Antecedentes para la PTAR de Neiva
Entre otras sentencias que en su momento demostraron el errático proceder de los jueces y la omisión en la aplicación de la prevalencia del derecho sustancial sobre el procedimental que establece la Constitución,
dando mayor valía a la necesidad de hacer justicia que a la de seguir rigurosamente los ritos para conseguir el mismo fin, la Corte Constitucional falló la tutela radicada T-554 del 18 de julio de 2002, en el que al dirimir una solicitud de una señora y su hijo menor, para que se reconocieran violados sus derechos fundamentales al medio ambiente sano con ocasión de las incomodidades y enfermedades sufridas por la proximidad de una planta de tratamiento de aguas residuales, se decidió no hacerlo porque consideró que no se demostró el nexo causal entre los derechos individuales y el colectivo, pese recomendar “…acudir ante la jurisdicción contenciosa administrativa, mediante las acciones populares, de grupo o clase, reguladas en la Ley 472 de 1998,...”.
En tal sentencia, sólo se repite el hecho de que los sistemas de tratamiento de aguas residuales, mientras sean a cielo abierto, por los esquemas que tradicionalmente se llaman de plantas, generan problemas a futuro que los hacen costosos e inviables por aspectos más allá del propio sistema.
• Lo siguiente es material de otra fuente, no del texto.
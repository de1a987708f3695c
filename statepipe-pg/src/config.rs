//! Database Configuration Module
//!
//! Connection settings and table layout, loaded from environment variables
//! with defaults for the proof-of-concept `poc.states` table.

use deadpool_postgres::{Config, ManagerConfig, Pool, PoolConfig, RecyclingMethod, Runtime, Timeouts};
use once_cell::sync::Lazy;
use regex::Regex;
use statepipe_core::{
    normalize_dsn, redact_dsn, ConfigError, DocumentColumn, DocumentShape, StateResult,
};
use std::fmt;
use std::time::Duration;
use tokio_postgres::NoTls;

use crate::error::PgError;

static IDENTIFIER: Lazy<Regex> = Lazy::new(|| {
    Regex::new(r"^[A-Za-z_][A-Za-z0-9_]*$").expect("Invalid identifier regex")
});

// ============================================================================
// TABLE LAYOUT
// ============================================================================

/// A validated SQL identifier.
#[derive(Debug, Clone, PartialEq, Eq)]
pub struct Identifier(String);

impl Identifier {
    pub fn parse(field: &str, value: &str) -> Result<Self, ConfigError> {
        if IDENTIFIER.is_match(value) {
            Ok(Self(value.to_string()))
        } else {
            Err(ConfigError::InvalidValue {
                field: field.to_string(),
                value: value.to_string(),
                reason: "expected a plain SQL identifier".to_string(),
            })
        }
    }

    pub fn as_str(&self) -> &str {
        &self.0
    }

    /// Double-quoted form for interpolation into SQL text.
    pub fn quoted(&self) -> String {
        format!("\"{}\"", self.0)
    }
}

impl fmt::Display for Identifier {
    fn fmt(&self, f: &mut fmt::Formatter<'_>) -> fmt::Result {
        f.write_str(&self.0)
    }
}

/// Where the states live and how their documents are laid out.
#[derive(Debug, Clone, PartialEq, Eq)]
pub struct TableLayout {
    pub schema: Identifier,
    pub table: Identifier,
    pub column: DocumentColumn,
    pub shape: DocumentShape,
}

impl TableLayout {
    /// `"schema"."table"`
    pub fn qualified_table(&self) -> String {
        format!("{}.{}", self.schema.quoted(), self.table.quoted())
    }
}

impl Default for TableLayout {
    fn default() -> Self {
        Self {
            schema: Identifier("poc".to_string()),
            table: Identifier("states".to_string()),
            column: DocumentColumn::default(),
            shape: DocumentShape::default(),
        }
    }
}

// ============================================================================
// CONNECTION POOL CONFIGURATION
// ============================================================================

/// Database connection pool configuration.
#[derive(Clone)]
pub struct DbConfig {
    /// Normalized connection string (driver qualifier and query removed)
    pub url: String,
    /// Target table and document layout
    pub layout: TableLayout,
    /// Maximum pool size
    pub max_size: usize,
    /// Connection and checkout timeout
    pub timeout: Duration,
}

impl fmt::Debug for DbConfig {
    fn fmt(&self, f: &mut fmt::Formatter<'_>) -> fmt::Result {
        f.debug_struct("DbConfig")
            .field("url", &redact_dsn(&self.url))
            .field("layout", &self.layout)
            .field("max_size", &self.max_size)
            .field("timeout", &self.timeout)
            .finish()
    }
}

impl Default for DbConfig {
    fn default() -> Self {
        Self {
            url: "postgresql://postgres@localhost:5432/postgres".to_string(),
            layout: TableLayout::default(),
            max_size: 16,
            timeout: Duration::from_secs(30),
        }
    }
}

impl DbConfig {
    /// Create a database configuration from environment variables.
    ///
    /// Environment variables:
    /// - `DATABASE_URL`: connection string (required)
    /// - `STATEPIPE_DB_SCHEMA`: schema of the states table (default: poc)
    /// - `STATEPIPE_DB_TABLE`: states table name (default: states)
    /// - `STATEPIPE_DOCUMENT_COLUMN`: extracted_data or canonical_schema (default: extracted_data)
    /// - `STATEPIPE_DOCUMENT_SHAPE`: flattened or nested (default: flattened)
    /// - `STATEPIPE_DB_POOL_SIZE`: maximum pool size (default: 16)
    /// - `STATEPIPE_DB_TIMEOUT`: timeout in seconds (default: 30)
    pub fn from_env() -> Result<Self, ConfigError> {
        Self::from_lookup(|key| std::env::var(key).ok())
    }

    /// Build the configuration from an arbitrary key lookup.
    pub fn from_lookup(lookup: impl Fn(&str) -> Option<String>) -> Result<Self, ConfigError> {
        let defaults = Self::default();
        let get = |key: &str| lookup(key).filter(|value| !value.trim().is_empty());

        let url = get("DATABASE_URL").ok_or_else(|| ConfigError::MissingRequired {
            field: "DATABASE_URL".to_string(),
        })?;

        let layout = TableLayout {
            schema: match get("STATEPIPE_DB_SCHEMA") {
                Some(value) => Identifier::parse("STATEPIPE_DB_SCHEMA", value.trim())?,
                None => defaults.layout.schema,
            },
            table: match get("STATEPIPE_DB_TABLE") {
                Some(value) => Identifier::parse("STATEPIPE_DB_TABLE", value.trim())?,
                None => defaults.layout.table,
            },
            column: get("STATEPIPE_DOCUMENT_COLUMN")
                .map(|value| value.parse())
                .transpose()?
                .unwrap_or(defaults.layout.column),
            shape: get("STATEPIPE_DOCUMENT_SHAPE")
                .map(|value| value.parse())
                .transpose()?
                .unwrap_or(defaults.layout.shape),
        };

        Ok(Self {
            url: normalize_dsn(&url)?,
            layout,
            max_size: parse_number("STATEPIPE_DB_POOL_SIZE", get("STATEPIPE_DB_POOL_SIZE"))?
                .unwrap_or(defaults.max_size),
            timeout: parse_number("STATEPIPE_DB_TIMEOUT", get("STATEPIPE_DB_TIMEOUT"))?
                .map(Duration::from_secs)
                .unwrap_or(defaults.timeout),
        })
    }

    /// Create a connection pool from this configuration.
    pub fn create_pool(&self) -> StateResult<Pool> {
        let mut cfg = Config::new();
        cfg.url = Some(self.url.clone());
        cfg.connect_timeout = Some(self.timeout);

        cfg.manager = Some(ManagerConfig {
            recycling_method: RecyclingMethod::Fast,
        });
        let mut timeouts = Timeouts::new();
        timeouts.wait = Some(self.timeout);
        timeouts.create = Some(self.timeout);
        timeouts.recycle = Some(self.timeout);
        let mut pool_config = PoolConfig::new(self.max_size);
        pool_config.timeouts = timeouts;
        cfg.pool = Some(pool_config);

        let pool = cfg
            .create_pool(Some(Runtime::Tokio1), NoTls)
            .map_err(PgError::from)?;

        tracing::debug!(
            url = %redact_dsn(&self.url),
            table = %self.layout.qualified_table(),
            max_size = self.max_size,
            "Created connection pool"
        );
        Ok(pool)
    }
}

fn parse_number<T>(field: &str, value: Option<String>) -> Result<Option<T>, ConfigError>
where
    T: std::str::FromStr,
    T::Err: fmt::Display,
{
    value
        .map(|text| {
            text.trim().parse().map_err(|e: T::Err| ConfigError::InvalidValue {
                field: field.to_string(),
                value: text.clone(),
                reason: e.to_string(),
            })
        })
        .transpose()
}

// =============================================================================
// TESTS
// =============================================================================

#[cfg(test)]
mod tests {
    use super::*;
    use std::collections::HashMap;
    use std::sync::Mutex;

    static ENV_LOCK: Mutex<()> = Mutex::new(());

    fn lookup(pairs: &[(&str, &str)]) -> impl Fn(&str) -> Option<String> {
        let map: HashMap<String, String> = pairs
            .iter()
            .map(|(k, v)| (k.to_string(), v.to_string()))
            .collect();
        move |key| map.get(key).cloned()
    }

    struct EnvVarGuard {
        key: &'static str,
        original: Option<String>,
    }

    impl EnvVarGuard {
        fn set(key: &'static str, value: Option<&str>) -> Self {
            let original = std::env::var(key).ok();
            match value {
                Some(v) => std::env::set_var(key, v),
                None => std::env::remove_var(key),
            }
            Self { key, original }
        }
    }

    impl Drop for EnvVarGuard {
        fn drop(&mut self) {
            match self.original.as_deref() {
                Some(v) => std::env::set_var(self.key, v),
                None => std::env::remove_var(self.key),
            }
        }
    }

    #[test]
    fn test_defaults_with_only_url() {
        let config =
            DbConfig::from_lookup(lookup(&[("DATABASE_URL", "postgresql://u:p@db:5432/app")]))
                .unwrap();
        assert_eq!(config.url, "postgresql://u:p@db:5432/app");
        assert_eq!(config.layout, TableLayout::default());
        assert_eq!(config.layout.qualified_table(), "\"poc\".\"states\"");
        assert_eq!(config.max_size, 16);
        assert_eq!(config.timeout, Duration::from_secs(30));
    }

    #[test]
    fn test_url_is_normalized() {
        let config = DbConfig::from_lookup(lookup(&[(
            "DATABASE_URL",
            "postgresql+psycopg://u:p@db:5432/app?sslmode=disable",
        )]))
        .unwrap();
        assert_eq!(config.url, "postgresql://u:p@db:5432/app");
    }

    #[test]
    fn test_missing_url() {
        let err = DbConfig::from_lookup(lookup(&[])).unwrap_err();
        assert_eq!(
            err,
            ConfigError::MissingRequired {
                field: "DATABASE_URL".to_string()
            }
        );

        let err = DbConfig::from_lookup(lookup(&[("DATABASE_URL", "  ")])).unwrap_err();
        assert!(matches!(err, ConfigError::MissingRequired { .. }));
    }

    #[test]
    fn test_overrides() {
        let config = DbConfig::from_lookup(lookup(&[
            ("DATABASE_URL", "postgres://localhost/app"),
            ("STATEPIPE_DB_SCHEMA", "staging"),
            ("STATEPIPE_DB_TABLE", "states_v2"),
            ("STATEPIPE_DOCUMENT_COLUMN", "canonical_schema"),
            ("STATEPIPE_DOCUMENT_SHAPE", "nested"),
            ("STATEPIPE_DB_POOL_SIZE", "4"),
            ("STATEPIPE_DB_TIMEOUT", "5"),
        ]))
        .unwrap();
        assert_eq!(config.layout.schema.as_str(), "staging");
        assert_eq!(config.layout.table.as_str(), "states_v2");
        assert_eq!(config.layout.column, DocumentColumn::CanonicalSchema);
        assert_eq!(config.layout.shape, DocumentShape::Nested);
        assert_eq!(config.max_size, 4);
        assert_eq!(config.timeout, Duration::from_secs(5));
    }

    #[test]
    fn test_rejects_unsafe_identifier() {
        let err = DbConfig::from_lookup(lookup(&[
            ("DATABASE_URL", "postgres://localhost/app"),
            ("STATEPIPE_DB_TABLE", "states; drop table x"),
        ]))
        .unwrap_err();
        assert!(matches!(err, ConfigError::InvalidValue { ref field, .. } if field == "STATEPIPE_DB_TABLE"));
        assert!(Identifier::parse("t", "1states").is_err());
        assert!(Identifier::parse("t", "_dlt_load").is_ok());
    }

    #[test]
    fn test_rejects_bad_pool_size() {
        let err = DbConfig::from_lookup(lookup(&[
            ("DATABASE_URL", "postgres://localhost/app"),
            ("STATEPIPE_DB_POOL_SIZE", "many"),
        ]))
        .unwrap_err();
        assert!(matches!(err, ConfigError::InvalidValue { ref field, .. } if field == "STATEPIPE_DB_POOL_SIZE"));
    }

    #[test]
    fn test_debug_redacts_password() {
        let config = DbConfig {
            url: "postgresql://user:hunter2@db/app".to_string(),
            ..DbConfig::default()
        };
        assert!(!format!("{:?}", config).contains("hunter2"));
    }

    #[test]
    fn test_from_env_reads_process_environment() {
        let _lock = ENV_LOCK.lock().unwrap_or_else(|poisoned| poisoned.into_inner());
        let _url = EnvVarGuard::set("DATABASE_URL", Some("postgresql+asyncpg://localhost/app"));
        let _table = EnvVarGuard::set("STATEPIPE_DB_TABLE", Some("states"));
        let _shape = EnvVarGuard::set("STATEPIPE_DOCUMENT_SHAPE", None);

        let config = DbConfig::from_env().unwrap();
        assert_eq!(config.url, "postgresql://localhost/app");
        assert_eq!(config.layout.shape, DocumentShape::Flattened);
    }
}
La ubicación de la planta o de las tecnologías usadas para tratar aguas (salvo sistemas encapsulados) siempre trae consigo diversas acciones administrativas y judiciales que generan lo que se denominan “costos ocultos”. Y estas acciones siempre están relacionadas con los aspectos ambientales.
En sentencia de acción popular del 27 de junio de 2005 proferida por el Tribunal Contencioso Administrativo del Huila, se otorgó diez años a diversas entidades gubernamentales para solucionar los problemas de contaminación de las aguas residuales del casco urbano de Neiva, que vencen el año entrante. Cobijará en responsabilidades a todos los que en dicho plazo han tenido el deber de impulsar su cumplimiento.
La decisión de ubicación del sistema o planta para tratar las aguas residuales de Neiva es cosa muy importante. Según se delimite el área, construya y empiece a operar esta, vendrán o no, se evitarán o no los conflictos sociales y ambientales que son previsibles.
Se informa que la solicitud de licencia ambiental no se ha radicado ante la ANLA, por tanto son previsibles la audiencia pública, las acciones populares, las objeciones y demoras para poder adelantar tal proyecto. Y desde ahí comenzarán las dificultades administrativas y judiciales que hemos comentado y que costarán mucho al erario público. ¿Lo están previendo nuestras autoridades?